The trig functions for $30^\circ,45^\circ,60^\circ$ are based on two simple geometric figures: the square and the equilateral triangle.

The square has four sides of equal length, which we take to be $1$. It has four equal angles of $90^\circ.$

Next, cut the square along the diagonal, making two triangles. Either one of these triangles has angles of $90^\circ,45^\circ,45^\circ$; no need to memorize $45$, just divide $90$ by $2$. The triangle has two sides of length $1$; if you have memorized the theorem of Pythagoras, you can figure out that the length of the third side is $\sqrt2.$

Unfortunately, you have to memorize the definitions of the sine and tangent: $\sin=\text{opp }/\text{ hyp}$ and $\tan=\sin/\cos.$ The cosine is easier: cosine = complement's sine, so $\cos\theta=\sin(90^\circ-\theta).$

The point is that you can just read off the trig functions of $45^\circ$ from the $45^\circ$-$45^\circ$-$90^\circ$ triangle: $\sin45^\circ=1/\sqrt2,\ $ $\cos45^\circ=\sin(90^\circ-45^\circ)=\sin45^\circ=1/\sqrt2,$ and $\tan45^\circ=\sin45^\circ/\cos45^\circ=(1/\sqrt2)/(1/\sqrt2)=1.$

Next, take an equilateral triangle; each of the three sides has length $1,$ and each of the three angles is $60^\circ.$ (No need to memorize $60,$ just divide $180$ by $3.$) Cut the equilateral triangle in half by bisecting an angle and look at one of the resulting triangles.
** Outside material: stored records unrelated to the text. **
use chrono::{DateTime, Utc};
use sqlx::FromRow;
use uuid::Uuid;

/// Database model for a comment. Ownership is immutable; there is no edit
/// history.
#[derive(Debug, Clone, FromRow)]
pub struct Comment {
    pub id: Uuid,
    pub content: String,
    pub post_id: Uuid,
    pub user_id: Uuid,
    pub created_at: DateTime<Utc>,
}
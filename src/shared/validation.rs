use lazy_static::lazy_static;
use regex::Regex;

lazy_static! {
    /// Regex for validating usernames at signup
    /// Must start with a letter or underscore and contain only alphanumeric
    /// characters, underscores, dots and spaces (Google display names may
    /// contain both).
    /// - Valid: "john_doe", "user123", "_admin", "Anna Kovacs"
    /// - Invalid: "123user", "-user", "user-name", ""
    pub static ref USERNAME_REGEX: Regex =
        Regex::new(r"^[a-zA-Z_][a-zA-Z0-9_. ]*$").unwrap();
}

#[cfg(test)]
mod tests {
    use super::*;

    #[test]
    fn test_username_regex_valid() {
        assert!(USERNAME_REGEX.is_match("john_doe"));
        assert!(USERNAME_REGEX.is_match("user123"));
        assert!(USERNAME_REGEX.is_match("_admin"));
        assert!(USERNAME_REGEX.is_match("Anna Kovacs"));
        assert!(USERNAME_REGEX.is_match("j.doe"));
    }

    #[test]
    fn test_username_regex_invalid() {
        assert!(!USERNAME_REGEX.is_match("123user")); // starts with digit
        assert!(!USERNAME_REGEX.is_match("-user")); // starts with hyphen
        assert!(!USERNAME_REGEX.is_match("user-name")); // hyphen
        assert!(!USERNAME_REGEX.is_match("")); // empty
        assert!(!USERNAME_REGEX.is_match(" user")); // leading space
    }
}
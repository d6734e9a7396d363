use std::sync::Arc;

use axum::{
    extract::{Path, State},
    http::StatusCode,
    Json,
};
use uuid::Uuid;
use validator::Validate;

use crate::core::error::{AppError, Result};
use crate::core::extractor::AppJson;
use crate::features::auth::models::AuthenticatedUser;
use crate::features::comments::dtos::{CommentResponseDto, CreateCommentDto};
use crate::features::comments::services::CommentService;
use crate::shared::types::ApiResponse;

/// List every comment
#[utoipa::path(
    get,
    path = "/api/comments",
    responses(
        (status = 200, description = "All comments", body = ApiResponse<Vec<CommentResponseDto>>),
    ),
    tag = "comments",
    security(("session_token" = []))
)]
pub async fn list_comments(
    State(service): State<Arc<CommentService>>,
) -> Result<Json<ApiResponse<Vec<CommentResponseDto>>>> {
    let comments = service.list().await?;
    Ok(Json(ApiResponse::success(Some(comments), None, None)))
}

/// Comment on a post
#[utoipa::path(
    post,
    path = "/api/comments",
    request_body = CreateCommentDto,
    responses(
        (status = 201, description = "Comment created", body = ApiResponse<CommentResponseDto>),
        (status = 404, description = "Post not found")
    ),
    tag = "comments",
    security(("session_token" = []))
)]
pub async fn create_comment(
    user: AuthenticatedUser,
    State(service): State<Arc<CommentService>>,
    AppJson(dto): AppJson<CreateCommentDto>,
) -> Result<(StatusCode, Json<ApiResponse<CommentResponseDto>>)> {
    dto.validate()
        .map_err(|e| AppError::Validation(e.to_string()))?;

    let comment = service.create(&user, dto).await?;

    Ok((
        StatusCode::CREATED,
        Json(ApiResponse::success(
            Some(comment),
            Some("Comment added to the post".to_string()),
            None,
        )),
    ))
}

/// Delete a comment (time-boxed for non-admin authors)
#[utoipa::path(
    delete,
    path = "/api/comments/{id}",
    params(
        ("id" = Uuid, Path, description = "Comment id")
    ),
    responses(
        (status = 204, description = "Comment deleted"),
        (status = 403, description = "Not the author, or the delete window has expired"),
        (status = 404, description = "Comment not found")
    ),
    tag = "comments",
    security(("session_token" = []))
)]
pub async fn delete_comment(
    user: AuthenticatedUser,
    State(service): State<Arc<CommentService>>,
    Path(id): Path<Uuid>,
) -> Result<StatusCode> {
    service.delete(&user, id).await?;
    Ok(StatusCode::NO_CONTENT)
}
The angles are $30^\circ,\ 60^\circ,$ and $90^\circ$; the sides are $1$ and $1/2$ and (if you still have Pythagoras memorized) $\sqrt3/2.$ From this triangle you can read off the trig functions of $30^\circ$ and $60^\circ.$

Executive summary. Take the two simplest polygons, the equilateral triangle and the square. An angle bisector divides each of those figures into two congruent right triangles. The trigonometric functions of $30^\circ,60^\circ,$ and $45^\circ$ can be read off of those triangles.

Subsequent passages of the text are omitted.